// RUNTIME PREFERENCES (User Experience)

use crate::logging::LogLevel;
use serde::{Deserialize, Serialize};
use std::env;
use std::path::{Path, PathBuf};

/// Errors raised while loading a runtime configuration file
#[derive(Debug, thiserror::Error)]
pub enum ConfigError {
    #[error("Failed to read configuration file '{path}': {source}")]
    Io {
        path: PathBuf,
        #[source]
        source: std::io::Error,
    },

    #[error("Invalid configuration TOML: {0}")]
    Parse(#[from] toml::de::Error),
}

fn env_flag(name: &str, default: bool) -> bool {
    env::var(name)
        .ok()
        .and_then(|v| v.parse().ok())
        .unwrap_or(default)
}

#[derive(Debug, Clone, PartialEq, Serialize, Deserialize)]
#[serde(default)]
pub struct LexicalPreferences {
    /// Keep identifier case as written instead of lower-casing it
    pub case_sensitive: bool,

    /// Whether to collect per-category token metrics
    pub collect_metrics: bool,

    /// Whether to attach line/column positions to error context
    pub include_position_in_errors: bool,
}

impl Default for LexicalPreferences {
    fn default() -> Self {
        Self {
            case_sensitive: env_flag(env_vars::LEXICAL_CASE_SENSITIVE, false),
            collect_metrics: env_flag(env_vars::LEXICAL_COLLECT_METRICS, true),
            include_position_in_errors: env_flag(env_vars::LEXICAL_INCLUDE_POSITIONS, true),
        }
    }
}

#[derive(Debug, Clone, PartialEq, Serialize, Deserialize)]
#[serde(default)]
pub struct LoggingPreferences {
    /// Whether to use structured JSON logging
    pub use_structured_logging: bool,

    /// Whether to enable console output
    pub enable_console_logging: bool,

    /// Minimum level that reaches the logger
    pub min_log_level: LogLevel,
}

impl Default for LoggingPreferences {
    fn default() -> Self {
        Self {
            use_structured_logging: env_flag(env_vars::LOGGING_USE_STRUCTURED, false),
            enable_console_logging: env_flag(env_vars::LOGGING_ENABLE_CONSOLE, false),
            min_log_level: env::var(env_vars::LOGGING_MIN_LEVEL)
                .ok()
                .and_then(|v| parse_log_level(&v))
                .unwrap_or(LogLevel::Info),
        }
    }
}

/// Parse log level from string (used for environment variables)
pub fn parse_log_level(level: &str) -> Option<LogLevel> {
    match level.to_lowercase().as_str() {
        "error" | "0" => Some(LogLevel::Error),
        "warning" | "warn" | "1" => Some(LogLevel::Warning),
        "info" | "2" => Some(LogLevel::Info),
        "debug" | "3" => Some(LogLevel::Debug),
        _ => None,
    }
}

#[derive(Debug, Clone, Default, PartialEq, Serialize, Deserialize)]
#[serde(default)]
pub struct RuntimeConfig {
    pub lexical: LexicalPreferences,
    pub logging: LoggingPreferences,
}

impl RuntimeConfig {
    /// Parse a configuration from TOML text; missing sections keep their defaults
    pub fn from_toml_str(content: &str) -> Result<Self, ConfigError> {
        Ok(toml::from_str(content)?)
    }

    /// Load a configuration file
    pub fn load(path: impl AsRef<Path>) -> Result<Self, ConfigError> {
        let path = path.as_ref();
        let content = std::fs::read_to_string(path).map_err(|source| ConfigError::Io {
            path: path.to_path_buf(),
            source,
        })?;
        Self::from_toml_str(&content)
    }
}

/// Environment variable names for configuration
pub mod env_vars {
    // Lexical
    pub const LEXICAL_CASE_SENSITIVE: &str = "RULE_LEXER_CASE_SENSITIVE";
    pub const LEXICAL_COLLECT_METRICS: &str = "RULE_LEXER_COLLECT_METRICS";
    pub const LEXICAL_INCLUDE_POSITIONS: &str = "RULE_LEXER_INCLUDE_POSITIONS";

    // Logging
    pub const LOGGING_USE_STRUCTURED: &str = "RULE_LEXER_LOGGING_USE_STRUCTURED";
    pub const LOGGING_ENABLE_CONSOLE: &str = "RULE_LEXER_LOGGING_ENABLE_CONSOLE";
    pub const LOGGING_MIN_LEVEL: &str = "RULE_LEXER_LOGGING_MIN_LEVEL";
}
//! Source locations for lexical diagnostics
//!
//! The tokenizer works on byte offsets into the remaining input. These types
//! turn an offset back into a line/column pair so errors and log events can
//! point at the offending text.
use serde::{Deserialize, Serialize};
use std::fmt;

/// A position in source text with line, column, and byte offset.
#[derive(
    Debug, Clone, Copy, PartialEq, Eq, Hash, PartialOrd, Ord, Default, Serialize, Deserialize,
)]
pub struct Position {
    /// Byte offset from start of input (0-based)
    pub offset: usize,
    /// Line number (1-based)
    pub line: u32,
    /// Column number (1-based, counted in characters)
    pub column: u32,
}

impl Position {
    pub fn new(offset: usize, line: u32, column: u32) -> Self {
        Self {
            offset,
            line,
            column,
        }
    }

    /// Offset 0, line 1, column 1
    pub fn start() -> Self {
        Self::new(0, 1, 1)
    }

    /// Advance past one character
    pub fn advance(self, ch: char) -> Self {
        match ch {
            '\n' => Self::new(self.offset + 1, self.line + 1, 1),
            _ => Self::new(self.offset + ch.len_utf8(), self.line, self.column + 1),
        }
    }

    /// Advance past every character of `s`
    pub fn advance_str(self, s: &str) -> Self {
        s.chars().fold(self, |pos, ch| pos.advance(ch))
    }

    /// Position of byte `offset` within `source`.
    ///
    /// Offsets past the end, or inside a multi-byte character, are clamped to
    /// the nearest preceding character boundary.
    pub fn locate(source: &str, offset: usize) -> Self {
        let mut end = offset.min(source.len());
        while !source.is_char_boundary(end) {
            end -= 1;
        }
        Self::start().advance_str(&source[..end])
    }
}

impl fmt::Display for Position {
    fn fmt(&self, f: &mut fmt::Formatter<'_>) -> fmt::Result {
        write!(f, "{}:{}", self.line, self.column)
    }
}

/// A span of source text from start to end position.
#[derive(Debug, Clone, Copy, PartialEq, Eq, Hash, Default, Serialize, Deserialize)]
pub struct Span {
    /// Start position (inclusive)
    pub start: Position,
    /// End position (exclusive)
    pub end: Position,
}

impl Span {
    pub fn new(start: Position, end: Position) -> Self {
        debug_assert!(
            start.offset <= end.offset,
            "Span start must not be after end"
        );
        Self { start, end }
    }

    pub fn start(&self) -> Position {
        self.start
    }

    pub fn end(&self) -> Position {
        self.end
    }

    /// Span covering `text` when it begins at `start`
    pub fn covering(start: Position, text: &str) -> Self {
        Self::new(start, start.advance_str(text))
    }

    /// Byte length of this span
    pub fn len(&self) -> usize {
        self.end.offset - self.start.offset
    }

    pub fn is_empty(&self) -> bool {
        self.start.offset == self.end.offset
    }

    /// Source text for this span
    pub fn slice<'a>(&self, input: &'a str) -> &'a str {
        &input[self.start.offset..self.end.offset]
    }
}

impl fmt::Display for Span {
    fn fmt(&self, f: &mut fmt::Formatter<'_>) -> fmt::Result {
        if self.start.line == self.end.line {
            write!(
                f,
                "{}:{}-{}",
                self.start.line, self.start.column, self.end.column
            )
        } else {
            write!(f, "{}-{}", self.start, self.end)
        }
    }
}

/// Line index over a source string, used for caret-style error output
#[derive(Debug, Clone)]
pub struct SourceMap {
    pub source: String,
    /// Byte offsets of line starts
    line_starts: Vec<usize>,
}

impl SourceMap {
    pub fn new(source: impl Into<String>) -> Self {
        let source = source.into();
        let mut line_starts = vec![0];
        for (offset, ch) in source.char_indices() {
            if ch == '\n' {
                line_starts.push(offset + 1);
            }
        }
        Self {
            source,
            line_starts,
        }
    }

    /// Line of text by line number (1-based), without its newline
    pub fn get_line(&self, line_num: u32) -> Option<&str> {
        let line_idx = (line_num as usize).checked_sub(1)?;
        let start = *self.line_starts.get(line_idx)?;
        let end = self
            .line_starts
            .get(line_idx + 1)
            .map(|next| next - 1)
            .unwrap_or(self.source.len());

        Some(self.source[start..end].trim_end_matches('\r'))
    }

    /// Format a message with the offending line and a caret underline
    pub fn format_error(&self, position: Position, message: &str) -> String {
        let mut result = format!("error: {}\n", message);
        result.push_str(&format!("  --> {}\n", position));

        if let Some(line) = self.get_line(position.line) {
            let line_num = position.line.to_string();
            let padding = " ".repeat(line_num.len());

            result.push_str(&format!(" {} |\n", padding));
            result.push_str(&format!(" {} | {}\n", line_num, line));
            result.push_str(&format!(
                " {} | {}^\n",
                padding,
                " ".repeat(position.column.saturating_sub(1) as usize)
            ));
        }

        result
    }
}

#[cfg(test)]
mod tests {
    use super::*;

    #[test]
    fn test_position_advance() {
        let pos = Position::start().advance_str("ab\ncd");
        assert_eq!(pos, Position::new(5, 2, 3));
    }

    #[test]
    fn test_locate_clamps_to_char_boundary() {
        let source = "é+1";
        // offset 1 is inside the two-byte 'é'
        assert_eq!(Position::locate(source, 1), Position::start());
        assert_eq!(Position::locate(source, 2), Position::new(2, 1, 2));
        assert_eq!(Position::locate(source, 99), Position::new(4, 1, 4));
    }

    #[test]
    fn test_span_covering() {
        let span = Span::covering(Position::new(2, 1, 3), "abc");
        assert_eq!(span.len(), 3);
        assert_eq!(span.slice("xxabcyy"), "abc");
        assert_eq!(span.to_string(), "1:3-6");
    }

    #[test]
    fn test_format_error_points_at_column() {
        let map = SourceMap::new("1 + )\n2");
        let rendered = map.format_error(Position::new(4, 1, 5), "too many closing parentheses");

        assert!(rendered.contains("error: too many closing parentheses"));
        assert!(rendered.contains("--> 1:5"));
        assert!(rendered.contains(" 1 | 1 + )"));
        assert!(rendered.contains("   |     ^"));
    }

    #[test]
    fn test_get_line_out_of_range() {
        let map = SourceMap::new("only");
        assert_eq!(map.get_line(0), None);
        assert_eq!(map.get_line(1), Some("only"));
        assert_eq!(map.get_line(2), None);
    }
}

Task statement ▸ Look through the data and gather every line with the string "LoggingPreferences" in it.

Answer below ▸
pub struct LoggingPreferences {
impl Default for LoggingPreferences {
    pub logging: LoggingPreferences,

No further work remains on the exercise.